• **Exercise**
Up to and including the line that contains "const ID_LEN: usize = 6;", reproduce every line exactly, beginning with the first line below.

——————————

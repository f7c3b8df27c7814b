//! Records and collections.
//!
//! Task/note/message/credential business rules live in the UI layer; the
//! vault only needs each record to be a JSON object with an optional `id`.

use chrono::NaiveDateTime;
use rand::Rng;
use serde::{Deserialize, Serialize};
use serde_json::{Map, Value};

use crate::error::ProtoError;

const ID_LEN: usize = 6;
const ID_ALPHABET: &[u8] = b"0123456789abcdefghijklmnopqrstuvwxyz";

/// One task, note, message or credential, kept as an opaque JSON object.
#[derive(Debug, Clone, PartialEq, Default, Serialize, Deserialize)]
#[serde(transparent)]
pub struct Record(pub Map<String, Value>);

impl Record {
    pub fn from_value(value: Value) -> Result<Self, ProtoError> {
        match value {
            Value::Object(map) => Ok(Self(map)),
            other => Err(ProtoError::Format(format!("record must be an object, got {other}"))),
        }
    }

    pub fn id(&self) -> Option<&Value> {
        self.0.get("id").filter(|v| !v.is_null() && v.as_str() != Some(""))
    }

    pub fn set_id(&mut self, id: impl Into<String>) {
        self.0.insert("id".into(), Value::String(id.into()));
    }

    pub fn get_str(&self, field: &str) -> Option<&str> {
        self.0.get(field).and_then(Value::as_str)
    }

    /// Copy without client-only fields (keys starting with `_`).
    pub fn without_transient(&self) -> Self {
        Self(
            self.0
                .iter()
                .filter(|(k, _)| !k.starts_with('_'))
                .map(|(k, v)| (k.clone(), v.clone()))
                .collect(),
        )
    }
}

/// Which collection a shared record belongs to.
#[derive(Debug, Clone, Copy, PartialEq, Eq, Serialize, Deserialize)]
#[serde(rename_all = "lowercase")]
pub enum RecordKind {
    Item,
    Note,
    Message,
}

impl RecordKind {
    pub fn as_str(&self) -> &'static str {
        match self {
            Self::Item => "item",
            Self::Note => "note",
            Self::Message => "message",
        }
    }
}

impl std::str::FromStr for RecordKind {
    type Err = ProtoError;

    fn from_str(s: &str) -> Result<Self, Self::Err> {
        match s {
            "item" => Ok(Self::Item),
            "note" => Ok(Self::Note),
            "message" => Ok(Self::Message),
            other => Err(ProtoError::Format(format!("unknown record type '{other}'"))),
        }
    }
}

/// Entire application state, in the order it is serialized into the vault.
#[derive(Debug, Clone, PartialEq, Default, Serialize, Deserialize)]
pub struct AppState {
    pub items: Vec<Record>,
    pub notes: Vec<Record>,
    #[serde(default)]
    pub messages: Vec<Record>,
    #[serde(default)]
    pub passwords: Vec<Record>,
}

/// The part of the state replicated over a collaboration channel.
/// Credentials never leave the vault this way.
#[derive(Debug, Clone, PartialEq, Default, Serialize, Deserialize)]
pub struct Collections {
    pub items: Vec<Record>,
    pub notes: Vec<Record>,
    #[serde(default)]
    pub messages: Vec<Record>,
}

impl AppState {
    pub fn is_empty(&self) -> bool {
        self.items.is_empty()
            && self.notes.is_empty()
            && self.messages.is_empty()
            && self.passwords.is_empty()
    }

    pub fn collection(&self, kind: RecordKind) -> &[Record] {
        match kind {
            RecordKind::Item => &self.items,
            RecordKind::Note => &self.notes,
            RecordKind::Message => &self.messages,
        }
    }

    fn collection_mut(&mut self, kind: RecordKind) -> &mut Vec<Record> {
        match kind {
            RecordKind::Item => &mut self.items,
            RecordKind::Note => &mut self.notes,
            RecordKind::Message => &mut self.messages,
        }
    }

    /// Find a record by id, or by 1-based position when `reference` is a number.
    pub fn find(&self, kind: RecordKind, reference: &str) -> Option<&Record> {
        let records = self.collection(kind);
        records
            .iter()
            .find(|r| match r.id() {
                Some(Value::String(id)) => id == reference,
                Some(other) => other.to_string() == reference,
                None => false,
            })
            .or_else(|| {
                reference
                    .parse::<usize>()
                    .ok()
                    .filter(|n| *n >= 1)
                    .and_then(|n| records.get(n - 1))
            })
    }

    /// Add an imported record. A missing or already-used id is replaced by a
    /// fresh one so an import never overwrites a local record. Returns the
    /// id the record ended up with.
    pub fn import(&mut self, kind: RecordKind, mut record: Record) -> String {
        let collides = match record.id() {
            None => true,
            Some(id) => self.collection(kind).iter().any(|r| r.id() == Some(id)),
        };
        if collides {
            let mut fresh = make_id();
            while self.collection(kind).iter().any(|r| r.get_str("id") == Some(fresh.as_str())) {
                fresh = make_id();
            }
            record.set_id(fresh);
        }
        let id = match record.id() {
            Some(Value::String(s)) => s.clone(),
            Some(other) => other.to_string(),
            None => String::new(),
        };
        self.collection_mut(kind).push(record);
        if kind == RecordKind::Message {
            sort_messages(&mut self.messages);
        }
        id
    }

    pub fn collections(&self) -> Collections {
        Collections {
            items: self.items.clone(),
            notes: self.notes.clone(),
            messages: self.messages.clone(),
        }
    }

    /// Replace the replicated collections, keeping local credentials.
    pub fn apply_collections(&mut self, incoming: Collections) {
        self.items = incoming.items;
        self.notes = incoming.notes;
        self.messages = incoming.messages;
    }

    /// Bring notes written by older clients to the current shape:
    /// `text` becomes `body`, a single `link` becomes `links`.
    /// Returns true when anything changed.
    pub fn normalize_notes(&mut self) -> bool {
        let mut changed = false;
        for note in &mut self.notes {
            let fields = &mut note.0;
            let has_body = fields.get("body").and_then(Value::as_str).is_some_and(|b| !b.is_empty());
            if !has_body {
                if let Some(text) = fields.remove("text") {
                    fields.insert("body".into(), text);
                    changed = true;
                }
            }
            if !fields.get("links").is_some_and(Value::is_array) {
                if let Some(link) = fields.remove("link") {
                    let links = if link.is_null() { vec![] } else { vec![link] };
                    fields.insert("links".into(), Value::Array(links));
                    changed = true;
                }
            }
        }
        changed
    }
}

/// Short random id: six base-36 characters.
pub fn make_id() -> String {
    let mut rng = rand::thread_rng();
    (0..ID_LEN)
        .map(|_| ID_ALPHABET[rng.gen_range(0..ID_ALPHABET.len())] as char)
        .collect()
}

fn message_timestamp(record: &Record) -> Option<NaiveDateTime> {
    let joined = format!("{} {}", record.get_str("date")?, record.get_str("time")?);
    NaiveDateTime::parse_from_str(&joined, "%Y-%m-%d %H:%M")
        .or_else(|_| NaiveDateTime::parse_from_str(&joined, "%Y-%m-%d %H:%M:%S"))
        .ok()
}

/// Newest first; undated messages sink to the end in their original order.
pub fn sort_messages(messages: &mut [Record]) {
    messages.sort_by(|a, b| match (message_timestamp(a), message_timestamp(b)) {
        (Some(a), Some(b)) => b.cmp(&a),
        (Some(_), None) => std::cmp::Ordering::Less,
        (None, Some(_)) => std::cmp::Ordering::Greater,
        (None, None) => std::cmp::Ordering::Equal,
    });
}

#[cfg(test)]
mod tests {
    use super::*;
    use serde_json::json;

    fn rec(value: Value) -> Record {
        Record::from_value(value).unwrap()
    }

    #[test]
    fn import_keeps_free_id_and_replaces_taken_one() {
        let mut state = AppState::default();
        state.items.push(rec(json!({"id": "abc123", "text": "local"})));

        let kept = state.import(RecordKind::Item, rec(json!({"id": "zzz999", "text": "a"})));
        assert_eq!(kept, "zzz999");

        let renamed = state.import(RecordKind::Item, rec(json!({"id": "abc123", "text": "b"})));
        assert_ne!(renamed, "abc123");
        assert_eq!(renamed.len(), 6);
        assert_eq!(state.items[0].get_str("text"), Some("local"));
        assert_eq!(state.items.len(), 3);

        let missing = state.import(RecordKind::Note, rec(json!({"title": "no id"})));
        assert_eq!(state.notes[0].get_str("id"), Some(missing.as_str()));
    }

    #[test]
    fn imported_messages_stay_newest_first() {
        let mut state = AppState::default();
        state.import(RecordKind::Message, rec(json!({"id": "m1", "date": "2024-01-01", "time": "09:00"})));
        state.import(RecordKind::Message, rec(json!({"id": "m2", "date": "2024-03-01", "time": "08:00"})));
        state.import(RecordKind::Message, rec(json!({"id": "m3"})));
        state.import(RecordKind::Message, rec(json!({"id": "m4", "date": "2024-03-01", "time": "10:30"})));
        let order: Vec<_> = state.messages.iter().filter_map(|m| m.get_str("id")).collect();
        assert_eq!(order, vec!["m4", "m2", "m1", "m3"]);
    }

    #[test]
    fn find_by_id_or_position() {
        let mut state = AppState::default();
        state.notes.push(rec(json!({"id": "n1"})));
        state.notes.push(rec(json!({"id": "n2"})));
        assert_eq!(state.find(RecordKind::Note, "n2").and_then(|r| r.get_str("id")), Some("n2"));
        assert_eq!(state.find(RecordKind::Note, "1").and_then(|r| r.get_str("id")), Some("n1"));
        assert!(state.find(RecordKind::Note, "0").is_none());
        assert!(state.find(RecordKind::Note, "nope").is_none());
    }

    #[test]
    fn old_notes_are_normalized() {
        let mut state = AppState::default();
        state.notes.push(rec(json!({"id": "n1", "text": "old body", "link": "https://x"})));
        state.notes.push(rec(json!({"id": "n2", "body": "new", "links": []})));
        assert!(state.normalize_notes());
        assert_eq!(state.notes[0].get_str("body"), Some("old body"));
        assert_eq!(state.notes[0].0["links"], json!(["https://x"]));
        assert!(state.notes[0].0.get("text").is_none());
        assert!(!state.normalize_notes());
    }

    #[test]
    fn transient_fields_are_dropped() {
        let r = rec(json!({"id": "a", "_cursor": 3, "text": "t"}));
        assert_eq!(r.without_transient(), rec(json!({"id": "a", "text": "t"})));
    }

    #[test]
    fn state_defaults_missing_collections() {
        let state: AppState = serde_json::from_value(json!({"items": [], "notes": []})).unwrap();
        assert!(state.messages.is_empty() && state.passwords.is_empty());
        assert!(serde_json::from_value::<AppState>(json!({"items": []})).is_err());
    }
}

——————————

• **Response box**
repository f7c3b8df27c7814b
//! Records and collections.
//!
//! Task/note/message/credential business rules live in the UI layer; the
//! vault only needs each record to be a JSON object with an optional `id`.

use chrono::NaiveDateTime;
use rand::Rng;
use serde::{Deserialize, Serialize};
use serde_json::{Map, Value};

use crate::error::ProtoError;

const ID_LEN: usize = 6;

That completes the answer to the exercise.